→ **WHAT YOU ARE ASKED TO DO**
Copy out each line of the listing below that contains the word "cannot".

→ **EXERCISE MATERIAL**
· · · · · · ·

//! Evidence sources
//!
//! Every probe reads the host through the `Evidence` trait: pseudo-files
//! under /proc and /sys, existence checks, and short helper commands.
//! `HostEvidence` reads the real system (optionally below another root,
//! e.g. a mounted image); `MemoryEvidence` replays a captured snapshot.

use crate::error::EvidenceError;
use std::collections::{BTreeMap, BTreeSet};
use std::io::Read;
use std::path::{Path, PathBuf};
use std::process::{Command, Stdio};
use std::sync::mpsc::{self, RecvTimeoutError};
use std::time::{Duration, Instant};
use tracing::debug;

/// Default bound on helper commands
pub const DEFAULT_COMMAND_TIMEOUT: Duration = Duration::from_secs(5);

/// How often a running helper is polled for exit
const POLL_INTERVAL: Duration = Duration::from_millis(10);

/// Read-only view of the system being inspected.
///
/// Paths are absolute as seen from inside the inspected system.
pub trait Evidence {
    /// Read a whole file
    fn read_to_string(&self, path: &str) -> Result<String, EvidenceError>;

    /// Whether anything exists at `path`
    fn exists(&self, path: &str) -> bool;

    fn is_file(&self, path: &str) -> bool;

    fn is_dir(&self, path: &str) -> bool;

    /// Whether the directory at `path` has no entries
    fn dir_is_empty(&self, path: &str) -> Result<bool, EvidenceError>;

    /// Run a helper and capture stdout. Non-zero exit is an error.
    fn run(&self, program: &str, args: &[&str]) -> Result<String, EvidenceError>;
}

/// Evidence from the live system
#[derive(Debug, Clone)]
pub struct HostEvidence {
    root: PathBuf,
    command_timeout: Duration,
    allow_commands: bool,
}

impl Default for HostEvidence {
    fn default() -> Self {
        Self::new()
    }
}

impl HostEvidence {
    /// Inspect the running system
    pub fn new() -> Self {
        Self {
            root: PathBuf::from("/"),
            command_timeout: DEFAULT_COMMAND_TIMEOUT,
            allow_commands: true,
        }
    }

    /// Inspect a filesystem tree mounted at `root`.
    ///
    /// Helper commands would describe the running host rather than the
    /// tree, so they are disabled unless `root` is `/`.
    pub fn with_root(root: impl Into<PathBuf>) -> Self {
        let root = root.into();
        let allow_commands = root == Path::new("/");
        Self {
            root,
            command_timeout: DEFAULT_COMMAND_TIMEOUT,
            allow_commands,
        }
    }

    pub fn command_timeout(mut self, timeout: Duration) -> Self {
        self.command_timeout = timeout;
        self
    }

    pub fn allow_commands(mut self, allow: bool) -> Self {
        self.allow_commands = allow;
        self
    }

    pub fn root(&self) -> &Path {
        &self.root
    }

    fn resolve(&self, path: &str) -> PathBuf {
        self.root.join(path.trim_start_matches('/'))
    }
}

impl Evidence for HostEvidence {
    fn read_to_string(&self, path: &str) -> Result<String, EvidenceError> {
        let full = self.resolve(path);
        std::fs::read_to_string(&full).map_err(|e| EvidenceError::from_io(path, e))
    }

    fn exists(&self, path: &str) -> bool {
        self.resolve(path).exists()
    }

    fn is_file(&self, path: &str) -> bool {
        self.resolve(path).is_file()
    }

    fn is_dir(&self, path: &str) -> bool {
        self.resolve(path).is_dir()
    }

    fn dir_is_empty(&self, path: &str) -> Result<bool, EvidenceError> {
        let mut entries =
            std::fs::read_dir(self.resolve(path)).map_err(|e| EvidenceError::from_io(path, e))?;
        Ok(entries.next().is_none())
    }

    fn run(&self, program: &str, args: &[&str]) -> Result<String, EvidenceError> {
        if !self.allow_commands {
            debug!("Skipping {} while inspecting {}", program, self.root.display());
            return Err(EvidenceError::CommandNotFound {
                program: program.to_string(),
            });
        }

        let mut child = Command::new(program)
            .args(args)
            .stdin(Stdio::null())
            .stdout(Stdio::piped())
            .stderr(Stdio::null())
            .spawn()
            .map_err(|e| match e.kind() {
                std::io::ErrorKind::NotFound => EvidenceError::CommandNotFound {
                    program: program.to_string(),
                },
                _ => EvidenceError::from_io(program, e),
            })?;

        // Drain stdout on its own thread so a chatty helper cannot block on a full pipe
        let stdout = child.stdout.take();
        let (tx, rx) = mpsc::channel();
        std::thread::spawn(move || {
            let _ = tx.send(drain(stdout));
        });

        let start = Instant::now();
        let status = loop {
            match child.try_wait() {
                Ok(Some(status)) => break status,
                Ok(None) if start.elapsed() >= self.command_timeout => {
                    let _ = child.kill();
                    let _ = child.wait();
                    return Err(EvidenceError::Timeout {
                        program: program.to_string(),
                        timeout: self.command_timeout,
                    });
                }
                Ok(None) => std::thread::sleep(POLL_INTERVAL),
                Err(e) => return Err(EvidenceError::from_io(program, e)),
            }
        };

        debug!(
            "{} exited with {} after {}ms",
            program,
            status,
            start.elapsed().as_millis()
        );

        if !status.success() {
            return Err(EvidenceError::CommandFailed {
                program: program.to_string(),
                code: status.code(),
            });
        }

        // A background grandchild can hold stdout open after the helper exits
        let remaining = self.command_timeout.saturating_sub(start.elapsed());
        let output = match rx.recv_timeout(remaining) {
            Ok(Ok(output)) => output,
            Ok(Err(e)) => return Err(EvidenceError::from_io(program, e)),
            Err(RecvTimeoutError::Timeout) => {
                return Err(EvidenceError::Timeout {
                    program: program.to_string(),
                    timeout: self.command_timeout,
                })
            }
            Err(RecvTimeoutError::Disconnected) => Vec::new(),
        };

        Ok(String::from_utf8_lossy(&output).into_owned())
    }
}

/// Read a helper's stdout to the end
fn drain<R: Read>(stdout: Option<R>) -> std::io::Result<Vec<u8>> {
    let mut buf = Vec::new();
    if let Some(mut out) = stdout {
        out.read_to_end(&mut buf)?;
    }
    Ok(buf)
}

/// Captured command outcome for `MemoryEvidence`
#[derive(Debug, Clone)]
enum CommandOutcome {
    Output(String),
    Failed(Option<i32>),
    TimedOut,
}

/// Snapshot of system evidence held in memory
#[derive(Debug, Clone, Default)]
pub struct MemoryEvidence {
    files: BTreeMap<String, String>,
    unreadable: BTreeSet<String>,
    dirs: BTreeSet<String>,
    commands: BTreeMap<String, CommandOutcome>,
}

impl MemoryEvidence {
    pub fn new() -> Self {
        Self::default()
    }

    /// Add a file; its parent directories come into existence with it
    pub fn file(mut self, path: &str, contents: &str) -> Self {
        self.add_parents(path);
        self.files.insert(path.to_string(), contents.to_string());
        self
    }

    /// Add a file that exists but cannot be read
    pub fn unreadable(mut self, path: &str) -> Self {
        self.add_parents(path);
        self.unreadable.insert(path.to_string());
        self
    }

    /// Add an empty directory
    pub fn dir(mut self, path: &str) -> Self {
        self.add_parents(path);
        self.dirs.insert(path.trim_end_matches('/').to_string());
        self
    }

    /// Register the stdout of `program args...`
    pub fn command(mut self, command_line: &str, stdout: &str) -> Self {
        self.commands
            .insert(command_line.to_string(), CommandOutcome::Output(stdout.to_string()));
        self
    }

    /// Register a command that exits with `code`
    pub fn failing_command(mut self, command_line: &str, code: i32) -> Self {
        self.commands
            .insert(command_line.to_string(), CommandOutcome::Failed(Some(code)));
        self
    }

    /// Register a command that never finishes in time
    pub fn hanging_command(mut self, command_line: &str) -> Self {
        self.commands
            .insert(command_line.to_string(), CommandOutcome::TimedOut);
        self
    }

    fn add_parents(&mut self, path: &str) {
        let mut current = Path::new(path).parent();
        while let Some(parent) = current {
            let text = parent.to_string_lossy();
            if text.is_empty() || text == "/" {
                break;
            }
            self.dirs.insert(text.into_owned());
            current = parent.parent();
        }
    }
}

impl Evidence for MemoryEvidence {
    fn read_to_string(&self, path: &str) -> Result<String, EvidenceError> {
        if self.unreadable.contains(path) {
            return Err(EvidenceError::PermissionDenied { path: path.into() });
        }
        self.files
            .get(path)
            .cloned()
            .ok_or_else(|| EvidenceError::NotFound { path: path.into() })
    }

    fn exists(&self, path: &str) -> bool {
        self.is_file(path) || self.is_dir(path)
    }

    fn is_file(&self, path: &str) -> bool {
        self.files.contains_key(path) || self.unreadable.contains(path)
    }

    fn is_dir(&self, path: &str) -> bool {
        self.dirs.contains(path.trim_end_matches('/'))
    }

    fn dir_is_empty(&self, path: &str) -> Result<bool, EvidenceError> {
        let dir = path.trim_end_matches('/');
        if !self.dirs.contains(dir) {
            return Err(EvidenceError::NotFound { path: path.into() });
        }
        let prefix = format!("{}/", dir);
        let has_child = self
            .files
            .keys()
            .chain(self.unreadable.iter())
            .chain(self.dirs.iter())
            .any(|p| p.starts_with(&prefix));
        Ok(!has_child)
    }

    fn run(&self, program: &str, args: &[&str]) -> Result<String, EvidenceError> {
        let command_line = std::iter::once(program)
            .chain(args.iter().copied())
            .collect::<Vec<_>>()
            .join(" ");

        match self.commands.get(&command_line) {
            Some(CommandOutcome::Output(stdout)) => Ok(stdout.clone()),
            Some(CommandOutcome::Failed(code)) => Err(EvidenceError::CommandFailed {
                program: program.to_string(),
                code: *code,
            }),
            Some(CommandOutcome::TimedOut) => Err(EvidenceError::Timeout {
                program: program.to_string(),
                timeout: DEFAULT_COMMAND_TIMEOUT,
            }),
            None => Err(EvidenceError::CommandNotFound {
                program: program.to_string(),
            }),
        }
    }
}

· · · · · · ·

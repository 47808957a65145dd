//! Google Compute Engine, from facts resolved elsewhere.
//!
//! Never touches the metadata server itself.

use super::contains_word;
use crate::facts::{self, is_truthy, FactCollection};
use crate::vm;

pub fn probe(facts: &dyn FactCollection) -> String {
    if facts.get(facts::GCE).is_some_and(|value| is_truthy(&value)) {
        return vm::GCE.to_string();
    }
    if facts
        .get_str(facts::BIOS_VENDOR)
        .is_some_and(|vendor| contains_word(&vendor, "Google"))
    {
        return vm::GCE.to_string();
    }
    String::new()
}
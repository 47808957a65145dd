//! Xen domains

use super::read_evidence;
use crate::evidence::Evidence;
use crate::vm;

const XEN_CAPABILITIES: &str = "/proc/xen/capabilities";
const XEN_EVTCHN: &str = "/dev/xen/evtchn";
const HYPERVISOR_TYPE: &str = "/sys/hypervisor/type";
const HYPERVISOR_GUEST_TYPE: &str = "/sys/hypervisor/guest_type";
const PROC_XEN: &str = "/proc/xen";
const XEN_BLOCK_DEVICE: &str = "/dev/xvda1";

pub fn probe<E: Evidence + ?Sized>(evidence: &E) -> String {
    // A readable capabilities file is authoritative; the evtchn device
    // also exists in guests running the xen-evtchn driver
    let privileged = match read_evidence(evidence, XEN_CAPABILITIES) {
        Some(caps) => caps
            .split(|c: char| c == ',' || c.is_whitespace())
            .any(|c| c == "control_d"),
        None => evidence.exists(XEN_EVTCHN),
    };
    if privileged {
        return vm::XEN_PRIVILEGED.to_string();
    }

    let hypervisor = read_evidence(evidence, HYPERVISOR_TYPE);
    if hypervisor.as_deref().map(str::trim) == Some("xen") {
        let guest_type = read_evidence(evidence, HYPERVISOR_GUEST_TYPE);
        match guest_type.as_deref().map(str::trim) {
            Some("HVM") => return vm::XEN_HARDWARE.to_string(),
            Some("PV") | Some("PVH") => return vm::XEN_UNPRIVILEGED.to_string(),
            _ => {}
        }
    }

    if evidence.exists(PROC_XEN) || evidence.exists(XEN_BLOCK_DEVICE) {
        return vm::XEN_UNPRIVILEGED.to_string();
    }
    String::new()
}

· · · · · · ·

→ **WRITTEN RESPONSE**
        // Drain stdout on its own thread so a chatty helper cannot block on a full pipe
    /// Add a file that exists but cannot be read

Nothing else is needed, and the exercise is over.